▸ Activity
Go through the data line by line. Copy each one holding the string "process".

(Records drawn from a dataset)

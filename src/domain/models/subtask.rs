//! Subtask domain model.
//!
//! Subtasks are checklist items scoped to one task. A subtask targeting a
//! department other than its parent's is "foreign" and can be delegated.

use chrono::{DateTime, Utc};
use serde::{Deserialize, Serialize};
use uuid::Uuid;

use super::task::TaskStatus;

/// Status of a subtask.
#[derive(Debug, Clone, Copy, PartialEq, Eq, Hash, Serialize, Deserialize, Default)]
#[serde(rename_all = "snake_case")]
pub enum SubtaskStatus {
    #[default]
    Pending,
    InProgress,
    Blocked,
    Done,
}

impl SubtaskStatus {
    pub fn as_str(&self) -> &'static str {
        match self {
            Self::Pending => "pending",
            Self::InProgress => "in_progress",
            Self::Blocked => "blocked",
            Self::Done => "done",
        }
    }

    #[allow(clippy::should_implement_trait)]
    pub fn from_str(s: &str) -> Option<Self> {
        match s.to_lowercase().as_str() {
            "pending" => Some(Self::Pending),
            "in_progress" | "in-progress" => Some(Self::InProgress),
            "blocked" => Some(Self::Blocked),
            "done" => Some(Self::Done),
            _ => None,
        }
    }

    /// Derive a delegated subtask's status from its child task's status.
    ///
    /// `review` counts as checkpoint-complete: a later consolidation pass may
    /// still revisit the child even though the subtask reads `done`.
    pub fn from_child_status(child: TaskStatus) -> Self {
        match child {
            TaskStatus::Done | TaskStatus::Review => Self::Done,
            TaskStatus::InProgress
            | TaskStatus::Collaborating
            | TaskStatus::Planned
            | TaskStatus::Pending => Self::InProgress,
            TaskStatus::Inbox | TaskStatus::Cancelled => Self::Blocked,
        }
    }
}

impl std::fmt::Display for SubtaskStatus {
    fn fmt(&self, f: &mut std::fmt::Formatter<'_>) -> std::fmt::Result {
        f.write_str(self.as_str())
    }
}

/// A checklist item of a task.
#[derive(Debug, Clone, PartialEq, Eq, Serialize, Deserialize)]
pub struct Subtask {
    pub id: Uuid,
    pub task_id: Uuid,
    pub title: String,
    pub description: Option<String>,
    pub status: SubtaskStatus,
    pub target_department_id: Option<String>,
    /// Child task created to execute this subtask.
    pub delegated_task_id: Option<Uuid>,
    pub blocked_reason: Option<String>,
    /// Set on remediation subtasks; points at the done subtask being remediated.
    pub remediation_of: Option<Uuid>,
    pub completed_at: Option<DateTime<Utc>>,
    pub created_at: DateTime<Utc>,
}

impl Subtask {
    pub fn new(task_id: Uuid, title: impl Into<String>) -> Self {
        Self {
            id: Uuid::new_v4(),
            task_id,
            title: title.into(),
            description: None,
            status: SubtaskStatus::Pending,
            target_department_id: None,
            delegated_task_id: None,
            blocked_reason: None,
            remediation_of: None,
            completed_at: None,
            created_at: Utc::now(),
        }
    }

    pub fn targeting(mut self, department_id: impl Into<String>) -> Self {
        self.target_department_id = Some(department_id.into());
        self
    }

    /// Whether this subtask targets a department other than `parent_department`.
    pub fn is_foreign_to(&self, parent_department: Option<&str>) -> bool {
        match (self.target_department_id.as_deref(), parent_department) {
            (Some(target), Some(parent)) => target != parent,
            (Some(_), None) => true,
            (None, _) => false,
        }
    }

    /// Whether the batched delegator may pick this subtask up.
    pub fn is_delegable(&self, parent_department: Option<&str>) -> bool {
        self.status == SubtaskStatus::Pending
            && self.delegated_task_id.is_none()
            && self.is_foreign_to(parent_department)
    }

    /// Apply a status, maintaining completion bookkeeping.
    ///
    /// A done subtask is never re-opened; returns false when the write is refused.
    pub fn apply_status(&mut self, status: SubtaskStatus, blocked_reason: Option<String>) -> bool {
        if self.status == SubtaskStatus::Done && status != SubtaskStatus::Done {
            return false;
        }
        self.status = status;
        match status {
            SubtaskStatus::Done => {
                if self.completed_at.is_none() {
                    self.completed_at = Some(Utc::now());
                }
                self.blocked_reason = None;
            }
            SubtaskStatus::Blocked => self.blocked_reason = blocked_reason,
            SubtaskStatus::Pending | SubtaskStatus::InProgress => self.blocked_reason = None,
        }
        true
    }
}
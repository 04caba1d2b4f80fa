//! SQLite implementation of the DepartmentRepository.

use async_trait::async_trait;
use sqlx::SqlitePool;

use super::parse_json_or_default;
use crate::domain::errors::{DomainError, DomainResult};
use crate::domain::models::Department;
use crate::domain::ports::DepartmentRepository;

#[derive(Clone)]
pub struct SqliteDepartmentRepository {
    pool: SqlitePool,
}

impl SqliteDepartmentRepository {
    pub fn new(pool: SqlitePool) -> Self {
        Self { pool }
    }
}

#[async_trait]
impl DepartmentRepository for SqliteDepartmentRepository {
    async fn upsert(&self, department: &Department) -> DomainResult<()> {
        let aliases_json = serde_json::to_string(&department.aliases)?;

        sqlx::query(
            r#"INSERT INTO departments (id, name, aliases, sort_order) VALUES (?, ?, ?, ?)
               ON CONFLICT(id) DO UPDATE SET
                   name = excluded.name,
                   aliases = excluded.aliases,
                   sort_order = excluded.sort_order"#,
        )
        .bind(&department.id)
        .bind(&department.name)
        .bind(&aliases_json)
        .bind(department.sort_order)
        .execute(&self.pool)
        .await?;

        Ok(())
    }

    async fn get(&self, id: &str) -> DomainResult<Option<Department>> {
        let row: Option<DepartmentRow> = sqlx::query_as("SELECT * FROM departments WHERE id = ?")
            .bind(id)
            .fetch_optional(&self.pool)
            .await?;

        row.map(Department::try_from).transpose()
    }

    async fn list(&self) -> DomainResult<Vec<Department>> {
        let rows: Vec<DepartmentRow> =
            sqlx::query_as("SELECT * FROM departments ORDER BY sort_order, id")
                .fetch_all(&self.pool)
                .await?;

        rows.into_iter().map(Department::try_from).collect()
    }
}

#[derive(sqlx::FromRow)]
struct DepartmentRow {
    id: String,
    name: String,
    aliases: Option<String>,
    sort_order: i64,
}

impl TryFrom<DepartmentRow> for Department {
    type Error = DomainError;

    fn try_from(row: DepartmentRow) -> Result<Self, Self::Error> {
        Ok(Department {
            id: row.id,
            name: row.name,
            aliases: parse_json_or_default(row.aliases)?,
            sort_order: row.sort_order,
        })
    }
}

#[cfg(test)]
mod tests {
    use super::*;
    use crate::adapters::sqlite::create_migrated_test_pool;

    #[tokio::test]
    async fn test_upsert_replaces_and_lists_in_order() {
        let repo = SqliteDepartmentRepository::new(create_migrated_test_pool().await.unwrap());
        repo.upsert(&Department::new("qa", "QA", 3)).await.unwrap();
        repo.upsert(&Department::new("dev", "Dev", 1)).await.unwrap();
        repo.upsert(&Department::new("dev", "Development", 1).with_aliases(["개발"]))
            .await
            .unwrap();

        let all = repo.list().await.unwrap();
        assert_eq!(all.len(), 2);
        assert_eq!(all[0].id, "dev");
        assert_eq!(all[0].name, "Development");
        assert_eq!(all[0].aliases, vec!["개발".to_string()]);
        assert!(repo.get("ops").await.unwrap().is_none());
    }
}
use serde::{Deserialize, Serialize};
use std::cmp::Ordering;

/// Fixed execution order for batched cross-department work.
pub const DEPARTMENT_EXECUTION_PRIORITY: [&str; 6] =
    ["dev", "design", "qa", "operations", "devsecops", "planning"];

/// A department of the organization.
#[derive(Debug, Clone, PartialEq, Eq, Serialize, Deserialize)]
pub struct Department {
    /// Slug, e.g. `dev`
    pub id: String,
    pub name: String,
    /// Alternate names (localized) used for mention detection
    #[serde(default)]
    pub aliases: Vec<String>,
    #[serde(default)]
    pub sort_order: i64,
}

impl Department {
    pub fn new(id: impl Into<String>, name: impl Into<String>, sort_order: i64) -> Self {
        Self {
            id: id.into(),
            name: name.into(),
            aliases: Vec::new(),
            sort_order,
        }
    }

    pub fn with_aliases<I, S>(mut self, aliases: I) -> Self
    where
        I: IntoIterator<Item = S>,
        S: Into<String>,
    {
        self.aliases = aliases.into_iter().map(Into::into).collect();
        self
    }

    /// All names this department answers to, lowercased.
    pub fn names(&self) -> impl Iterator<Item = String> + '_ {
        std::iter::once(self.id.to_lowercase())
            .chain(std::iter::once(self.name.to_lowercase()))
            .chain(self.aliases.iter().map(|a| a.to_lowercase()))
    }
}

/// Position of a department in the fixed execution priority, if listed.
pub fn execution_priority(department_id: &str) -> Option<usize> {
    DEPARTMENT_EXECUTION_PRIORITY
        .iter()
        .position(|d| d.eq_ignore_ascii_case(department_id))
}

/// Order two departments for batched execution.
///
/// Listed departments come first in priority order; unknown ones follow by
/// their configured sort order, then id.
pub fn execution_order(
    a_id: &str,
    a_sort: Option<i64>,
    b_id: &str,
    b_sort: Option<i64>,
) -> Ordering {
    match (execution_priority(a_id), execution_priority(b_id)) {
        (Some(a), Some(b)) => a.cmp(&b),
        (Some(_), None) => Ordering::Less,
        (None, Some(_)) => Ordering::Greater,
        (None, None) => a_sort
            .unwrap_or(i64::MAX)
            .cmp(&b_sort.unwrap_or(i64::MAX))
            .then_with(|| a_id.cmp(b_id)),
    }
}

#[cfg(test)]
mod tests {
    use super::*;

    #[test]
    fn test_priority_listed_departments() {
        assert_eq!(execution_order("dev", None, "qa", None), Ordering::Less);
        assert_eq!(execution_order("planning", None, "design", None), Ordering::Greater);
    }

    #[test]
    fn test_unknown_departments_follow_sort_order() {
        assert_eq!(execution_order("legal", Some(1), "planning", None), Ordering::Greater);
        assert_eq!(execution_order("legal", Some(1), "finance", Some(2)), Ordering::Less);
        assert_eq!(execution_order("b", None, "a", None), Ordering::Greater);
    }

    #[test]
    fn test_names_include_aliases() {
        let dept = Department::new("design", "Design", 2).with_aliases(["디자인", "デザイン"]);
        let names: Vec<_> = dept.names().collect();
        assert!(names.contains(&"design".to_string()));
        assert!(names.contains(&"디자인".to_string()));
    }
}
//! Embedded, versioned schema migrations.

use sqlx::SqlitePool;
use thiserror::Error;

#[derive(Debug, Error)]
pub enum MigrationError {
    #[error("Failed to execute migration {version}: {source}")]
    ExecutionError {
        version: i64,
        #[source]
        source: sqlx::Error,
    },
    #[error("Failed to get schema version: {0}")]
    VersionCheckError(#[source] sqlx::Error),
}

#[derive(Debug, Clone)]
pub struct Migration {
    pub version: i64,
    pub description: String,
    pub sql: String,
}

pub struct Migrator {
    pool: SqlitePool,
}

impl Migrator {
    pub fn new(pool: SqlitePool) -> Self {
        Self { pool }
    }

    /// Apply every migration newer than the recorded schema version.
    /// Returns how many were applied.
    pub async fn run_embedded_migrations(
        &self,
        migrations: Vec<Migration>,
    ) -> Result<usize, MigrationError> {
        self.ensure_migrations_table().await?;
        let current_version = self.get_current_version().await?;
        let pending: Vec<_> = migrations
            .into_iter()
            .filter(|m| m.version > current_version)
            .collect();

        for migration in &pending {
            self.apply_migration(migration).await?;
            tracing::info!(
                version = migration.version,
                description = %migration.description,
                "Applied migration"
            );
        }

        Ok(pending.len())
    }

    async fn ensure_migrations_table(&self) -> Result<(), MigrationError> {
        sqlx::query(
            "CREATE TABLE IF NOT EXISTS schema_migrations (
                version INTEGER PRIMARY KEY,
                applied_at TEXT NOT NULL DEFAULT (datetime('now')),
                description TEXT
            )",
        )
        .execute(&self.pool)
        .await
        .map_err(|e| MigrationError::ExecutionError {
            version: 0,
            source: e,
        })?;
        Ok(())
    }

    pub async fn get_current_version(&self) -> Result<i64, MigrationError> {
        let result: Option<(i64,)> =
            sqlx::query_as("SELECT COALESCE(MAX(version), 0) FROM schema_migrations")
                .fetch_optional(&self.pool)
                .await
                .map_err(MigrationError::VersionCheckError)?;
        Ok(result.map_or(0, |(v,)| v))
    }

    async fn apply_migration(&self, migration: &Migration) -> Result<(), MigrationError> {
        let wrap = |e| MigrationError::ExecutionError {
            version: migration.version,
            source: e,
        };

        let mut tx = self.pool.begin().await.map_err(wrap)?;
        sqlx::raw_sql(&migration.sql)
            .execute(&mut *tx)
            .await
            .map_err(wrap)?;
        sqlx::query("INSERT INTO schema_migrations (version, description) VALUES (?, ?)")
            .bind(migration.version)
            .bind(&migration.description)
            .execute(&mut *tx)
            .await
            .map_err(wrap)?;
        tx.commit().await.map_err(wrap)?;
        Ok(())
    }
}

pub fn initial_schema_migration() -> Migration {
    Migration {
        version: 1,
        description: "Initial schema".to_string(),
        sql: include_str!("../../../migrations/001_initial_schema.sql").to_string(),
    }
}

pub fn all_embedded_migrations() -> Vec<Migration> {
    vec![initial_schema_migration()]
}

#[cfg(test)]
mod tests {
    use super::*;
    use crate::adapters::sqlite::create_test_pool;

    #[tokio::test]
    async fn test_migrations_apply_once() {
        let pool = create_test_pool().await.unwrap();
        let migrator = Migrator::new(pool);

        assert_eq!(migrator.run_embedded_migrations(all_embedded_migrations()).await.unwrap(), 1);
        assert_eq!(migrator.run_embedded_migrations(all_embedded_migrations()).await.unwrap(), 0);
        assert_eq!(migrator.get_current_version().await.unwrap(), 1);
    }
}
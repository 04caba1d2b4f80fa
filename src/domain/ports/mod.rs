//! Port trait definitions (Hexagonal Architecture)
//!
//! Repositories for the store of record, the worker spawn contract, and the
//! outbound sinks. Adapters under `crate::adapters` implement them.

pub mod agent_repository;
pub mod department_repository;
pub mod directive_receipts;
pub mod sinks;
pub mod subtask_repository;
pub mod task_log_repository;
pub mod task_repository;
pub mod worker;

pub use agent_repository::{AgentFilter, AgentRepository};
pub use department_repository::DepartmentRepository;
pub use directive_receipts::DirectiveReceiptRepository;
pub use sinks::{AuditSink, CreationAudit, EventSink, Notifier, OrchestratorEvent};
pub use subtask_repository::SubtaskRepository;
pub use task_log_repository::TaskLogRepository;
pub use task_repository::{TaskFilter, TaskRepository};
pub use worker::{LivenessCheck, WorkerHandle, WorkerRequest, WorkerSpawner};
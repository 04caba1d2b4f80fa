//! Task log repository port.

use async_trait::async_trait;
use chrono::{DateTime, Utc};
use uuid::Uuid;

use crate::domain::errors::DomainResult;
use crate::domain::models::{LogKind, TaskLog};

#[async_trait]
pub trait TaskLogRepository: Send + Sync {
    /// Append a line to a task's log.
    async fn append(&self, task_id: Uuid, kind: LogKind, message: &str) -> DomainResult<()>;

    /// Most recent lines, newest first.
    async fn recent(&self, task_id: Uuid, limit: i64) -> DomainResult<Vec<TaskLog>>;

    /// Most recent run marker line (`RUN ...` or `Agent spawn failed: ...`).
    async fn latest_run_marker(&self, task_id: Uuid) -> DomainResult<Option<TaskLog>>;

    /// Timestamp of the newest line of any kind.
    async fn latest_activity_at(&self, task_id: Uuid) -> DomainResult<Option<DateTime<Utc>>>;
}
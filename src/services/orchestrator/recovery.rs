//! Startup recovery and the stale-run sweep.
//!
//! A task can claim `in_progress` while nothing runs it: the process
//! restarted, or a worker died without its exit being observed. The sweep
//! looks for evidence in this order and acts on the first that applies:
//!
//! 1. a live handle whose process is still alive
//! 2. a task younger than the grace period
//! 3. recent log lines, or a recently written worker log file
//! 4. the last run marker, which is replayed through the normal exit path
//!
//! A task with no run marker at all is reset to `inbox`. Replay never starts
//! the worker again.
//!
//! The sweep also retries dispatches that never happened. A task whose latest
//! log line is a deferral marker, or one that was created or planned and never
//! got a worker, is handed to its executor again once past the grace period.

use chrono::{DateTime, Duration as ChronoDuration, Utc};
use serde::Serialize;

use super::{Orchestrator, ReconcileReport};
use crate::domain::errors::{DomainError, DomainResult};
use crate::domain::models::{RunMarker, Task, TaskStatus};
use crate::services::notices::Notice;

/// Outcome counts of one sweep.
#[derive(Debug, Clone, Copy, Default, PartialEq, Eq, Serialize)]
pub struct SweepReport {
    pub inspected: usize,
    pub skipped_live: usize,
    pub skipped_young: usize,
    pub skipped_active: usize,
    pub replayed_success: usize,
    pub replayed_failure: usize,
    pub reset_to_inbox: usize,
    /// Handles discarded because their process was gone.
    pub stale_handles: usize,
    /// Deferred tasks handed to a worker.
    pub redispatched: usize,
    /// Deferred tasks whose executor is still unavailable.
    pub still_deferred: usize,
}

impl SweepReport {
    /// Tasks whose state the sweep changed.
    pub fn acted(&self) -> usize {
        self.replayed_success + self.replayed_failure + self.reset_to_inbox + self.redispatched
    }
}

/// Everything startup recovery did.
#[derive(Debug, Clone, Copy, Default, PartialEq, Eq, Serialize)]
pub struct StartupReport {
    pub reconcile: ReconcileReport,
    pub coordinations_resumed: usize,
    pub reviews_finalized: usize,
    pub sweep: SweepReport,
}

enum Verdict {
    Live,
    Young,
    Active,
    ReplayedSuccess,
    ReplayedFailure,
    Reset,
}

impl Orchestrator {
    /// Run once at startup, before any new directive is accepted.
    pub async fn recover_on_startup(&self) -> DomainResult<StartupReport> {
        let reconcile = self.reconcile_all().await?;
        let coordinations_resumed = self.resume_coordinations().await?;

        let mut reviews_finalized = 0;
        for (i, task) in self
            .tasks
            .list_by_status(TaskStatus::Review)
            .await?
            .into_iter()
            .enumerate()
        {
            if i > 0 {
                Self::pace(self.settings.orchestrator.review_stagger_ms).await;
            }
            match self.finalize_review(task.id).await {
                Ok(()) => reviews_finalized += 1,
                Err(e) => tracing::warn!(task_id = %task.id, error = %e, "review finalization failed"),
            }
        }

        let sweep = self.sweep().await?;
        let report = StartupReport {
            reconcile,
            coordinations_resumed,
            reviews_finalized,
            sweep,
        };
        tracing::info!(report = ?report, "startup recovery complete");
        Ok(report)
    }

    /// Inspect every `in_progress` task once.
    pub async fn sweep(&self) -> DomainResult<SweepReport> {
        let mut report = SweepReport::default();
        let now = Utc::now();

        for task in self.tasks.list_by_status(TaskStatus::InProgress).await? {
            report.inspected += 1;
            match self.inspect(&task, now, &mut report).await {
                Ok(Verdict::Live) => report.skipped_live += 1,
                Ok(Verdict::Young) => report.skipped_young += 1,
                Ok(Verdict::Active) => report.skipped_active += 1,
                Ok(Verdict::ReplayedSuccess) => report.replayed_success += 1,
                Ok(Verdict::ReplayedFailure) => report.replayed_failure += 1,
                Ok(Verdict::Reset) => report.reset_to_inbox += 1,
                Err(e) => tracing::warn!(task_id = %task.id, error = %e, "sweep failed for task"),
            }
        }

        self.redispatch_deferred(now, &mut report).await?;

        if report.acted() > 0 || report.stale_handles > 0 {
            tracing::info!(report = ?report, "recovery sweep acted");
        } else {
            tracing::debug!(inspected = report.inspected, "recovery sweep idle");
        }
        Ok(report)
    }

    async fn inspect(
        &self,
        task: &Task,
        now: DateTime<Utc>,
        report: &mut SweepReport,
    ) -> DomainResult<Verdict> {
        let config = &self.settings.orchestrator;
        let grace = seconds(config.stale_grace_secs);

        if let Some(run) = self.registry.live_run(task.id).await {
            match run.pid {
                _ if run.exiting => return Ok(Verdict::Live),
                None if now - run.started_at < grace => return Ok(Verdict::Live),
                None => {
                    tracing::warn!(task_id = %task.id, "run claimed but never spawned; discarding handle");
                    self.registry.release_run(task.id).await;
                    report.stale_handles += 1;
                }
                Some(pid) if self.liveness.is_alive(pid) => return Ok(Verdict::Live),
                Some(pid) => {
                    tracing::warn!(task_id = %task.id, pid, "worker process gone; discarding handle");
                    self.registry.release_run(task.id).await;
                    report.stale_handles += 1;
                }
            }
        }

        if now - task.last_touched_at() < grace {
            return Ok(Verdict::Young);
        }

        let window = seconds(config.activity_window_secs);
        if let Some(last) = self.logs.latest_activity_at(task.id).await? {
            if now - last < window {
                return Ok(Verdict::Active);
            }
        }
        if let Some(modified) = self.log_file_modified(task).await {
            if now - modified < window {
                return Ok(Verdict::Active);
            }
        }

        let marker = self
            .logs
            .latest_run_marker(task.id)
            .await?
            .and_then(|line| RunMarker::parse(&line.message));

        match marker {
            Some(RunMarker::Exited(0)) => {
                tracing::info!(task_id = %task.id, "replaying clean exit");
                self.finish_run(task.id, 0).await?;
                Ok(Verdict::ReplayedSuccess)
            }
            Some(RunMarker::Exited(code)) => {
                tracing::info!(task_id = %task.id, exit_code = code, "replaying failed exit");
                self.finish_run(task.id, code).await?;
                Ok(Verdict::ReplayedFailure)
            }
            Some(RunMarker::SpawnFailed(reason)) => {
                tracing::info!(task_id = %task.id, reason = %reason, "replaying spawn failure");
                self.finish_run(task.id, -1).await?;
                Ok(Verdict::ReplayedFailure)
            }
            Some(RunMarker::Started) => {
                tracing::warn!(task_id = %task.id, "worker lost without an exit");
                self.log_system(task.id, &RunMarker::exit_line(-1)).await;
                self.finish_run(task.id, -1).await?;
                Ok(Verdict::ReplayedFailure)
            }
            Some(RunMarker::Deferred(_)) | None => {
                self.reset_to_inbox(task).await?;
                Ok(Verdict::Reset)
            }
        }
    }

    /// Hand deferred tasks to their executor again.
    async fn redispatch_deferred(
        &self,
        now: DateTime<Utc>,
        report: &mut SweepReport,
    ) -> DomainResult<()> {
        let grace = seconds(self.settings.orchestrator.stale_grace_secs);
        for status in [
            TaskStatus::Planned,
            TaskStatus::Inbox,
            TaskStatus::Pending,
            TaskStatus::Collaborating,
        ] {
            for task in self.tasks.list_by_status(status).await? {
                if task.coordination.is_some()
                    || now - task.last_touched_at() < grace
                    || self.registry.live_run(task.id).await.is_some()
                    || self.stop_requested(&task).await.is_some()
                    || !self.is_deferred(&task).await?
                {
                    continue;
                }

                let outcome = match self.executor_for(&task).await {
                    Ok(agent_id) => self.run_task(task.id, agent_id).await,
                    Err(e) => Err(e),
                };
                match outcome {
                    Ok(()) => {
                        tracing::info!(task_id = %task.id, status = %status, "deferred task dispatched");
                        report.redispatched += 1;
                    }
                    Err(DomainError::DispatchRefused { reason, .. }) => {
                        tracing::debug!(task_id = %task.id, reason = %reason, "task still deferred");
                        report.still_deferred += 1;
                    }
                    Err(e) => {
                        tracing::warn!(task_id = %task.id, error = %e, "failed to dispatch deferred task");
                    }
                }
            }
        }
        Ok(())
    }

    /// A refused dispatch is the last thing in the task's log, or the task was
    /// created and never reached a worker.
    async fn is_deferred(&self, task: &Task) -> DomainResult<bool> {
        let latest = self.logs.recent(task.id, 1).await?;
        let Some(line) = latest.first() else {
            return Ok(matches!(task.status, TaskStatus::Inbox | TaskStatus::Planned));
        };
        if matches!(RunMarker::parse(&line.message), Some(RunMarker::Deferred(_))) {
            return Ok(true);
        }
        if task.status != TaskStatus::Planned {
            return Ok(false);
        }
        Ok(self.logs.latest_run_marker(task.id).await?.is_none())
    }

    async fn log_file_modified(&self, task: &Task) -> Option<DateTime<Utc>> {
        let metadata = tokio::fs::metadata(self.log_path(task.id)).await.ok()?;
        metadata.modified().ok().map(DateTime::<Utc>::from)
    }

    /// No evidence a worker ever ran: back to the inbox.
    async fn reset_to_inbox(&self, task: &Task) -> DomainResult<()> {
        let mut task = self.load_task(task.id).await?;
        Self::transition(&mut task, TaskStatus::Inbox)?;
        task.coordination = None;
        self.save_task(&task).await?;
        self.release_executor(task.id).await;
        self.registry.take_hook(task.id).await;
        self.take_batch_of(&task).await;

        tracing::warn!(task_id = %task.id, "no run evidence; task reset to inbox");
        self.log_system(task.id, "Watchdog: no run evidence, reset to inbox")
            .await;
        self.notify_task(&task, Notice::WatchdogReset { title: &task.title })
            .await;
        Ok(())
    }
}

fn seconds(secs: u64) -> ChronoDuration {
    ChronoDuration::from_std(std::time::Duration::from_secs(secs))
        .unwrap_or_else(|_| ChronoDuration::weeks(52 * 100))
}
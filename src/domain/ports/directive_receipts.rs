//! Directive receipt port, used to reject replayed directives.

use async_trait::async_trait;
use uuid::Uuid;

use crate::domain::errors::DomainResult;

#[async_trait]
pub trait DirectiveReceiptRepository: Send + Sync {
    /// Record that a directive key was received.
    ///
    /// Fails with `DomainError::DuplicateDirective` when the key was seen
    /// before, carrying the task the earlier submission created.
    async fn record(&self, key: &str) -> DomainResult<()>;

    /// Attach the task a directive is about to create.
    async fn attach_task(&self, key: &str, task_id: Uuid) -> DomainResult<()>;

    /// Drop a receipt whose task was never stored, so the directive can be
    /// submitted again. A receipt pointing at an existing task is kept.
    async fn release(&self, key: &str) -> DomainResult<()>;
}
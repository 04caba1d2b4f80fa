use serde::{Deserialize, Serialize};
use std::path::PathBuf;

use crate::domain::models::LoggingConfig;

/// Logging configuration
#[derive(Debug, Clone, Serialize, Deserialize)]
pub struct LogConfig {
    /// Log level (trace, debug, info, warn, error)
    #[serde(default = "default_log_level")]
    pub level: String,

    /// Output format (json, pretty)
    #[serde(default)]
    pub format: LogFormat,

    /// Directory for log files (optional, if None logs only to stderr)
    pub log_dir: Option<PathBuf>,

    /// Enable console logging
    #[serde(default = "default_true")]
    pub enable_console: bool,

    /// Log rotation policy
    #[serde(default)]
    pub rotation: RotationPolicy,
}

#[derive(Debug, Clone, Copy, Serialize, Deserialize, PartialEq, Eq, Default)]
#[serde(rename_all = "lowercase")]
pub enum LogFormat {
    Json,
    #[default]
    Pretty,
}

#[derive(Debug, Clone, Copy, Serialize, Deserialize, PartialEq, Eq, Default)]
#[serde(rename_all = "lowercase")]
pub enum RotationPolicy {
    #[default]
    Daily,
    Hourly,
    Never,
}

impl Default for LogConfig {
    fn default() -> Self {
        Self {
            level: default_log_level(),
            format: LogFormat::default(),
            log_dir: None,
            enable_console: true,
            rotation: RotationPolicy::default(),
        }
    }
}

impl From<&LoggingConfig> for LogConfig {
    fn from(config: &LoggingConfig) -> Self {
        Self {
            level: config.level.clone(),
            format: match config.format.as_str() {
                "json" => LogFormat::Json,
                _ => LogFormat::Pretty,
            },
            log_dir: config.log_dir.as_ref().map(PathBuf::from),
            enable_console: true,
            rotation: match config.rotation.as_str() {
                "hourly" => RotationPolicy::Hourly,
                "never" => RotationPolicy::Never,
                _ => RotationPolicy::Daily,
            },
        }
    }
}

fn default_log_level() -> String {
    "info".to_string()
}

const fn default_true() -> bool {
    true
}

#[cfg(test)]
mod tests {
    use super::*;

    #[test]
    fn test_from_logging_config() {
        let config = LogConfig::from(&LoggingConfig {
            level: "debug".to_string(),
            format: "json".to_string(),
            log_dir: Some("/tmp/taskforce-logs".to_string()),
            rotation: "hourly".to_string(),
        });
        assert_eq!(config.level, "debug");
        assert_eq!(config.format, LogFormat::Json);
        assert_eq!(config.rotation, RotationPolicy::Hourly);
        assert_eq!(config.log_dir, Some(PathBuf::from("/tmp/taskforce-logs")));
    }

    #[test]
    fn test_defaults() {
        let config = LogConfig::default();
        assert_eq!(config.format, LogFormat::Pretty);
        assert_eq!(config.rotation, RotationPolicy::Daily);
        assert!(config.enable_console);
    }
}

▸ Solution
//! A task can claim `in_progress` while nothing runs it: the process
//! 1. a live handle whose process is still alive
    /// Handles discarded because their process was gone.
                    tracing::warn!(task_id = %task.id, pid, "worker process gone; discarding handle");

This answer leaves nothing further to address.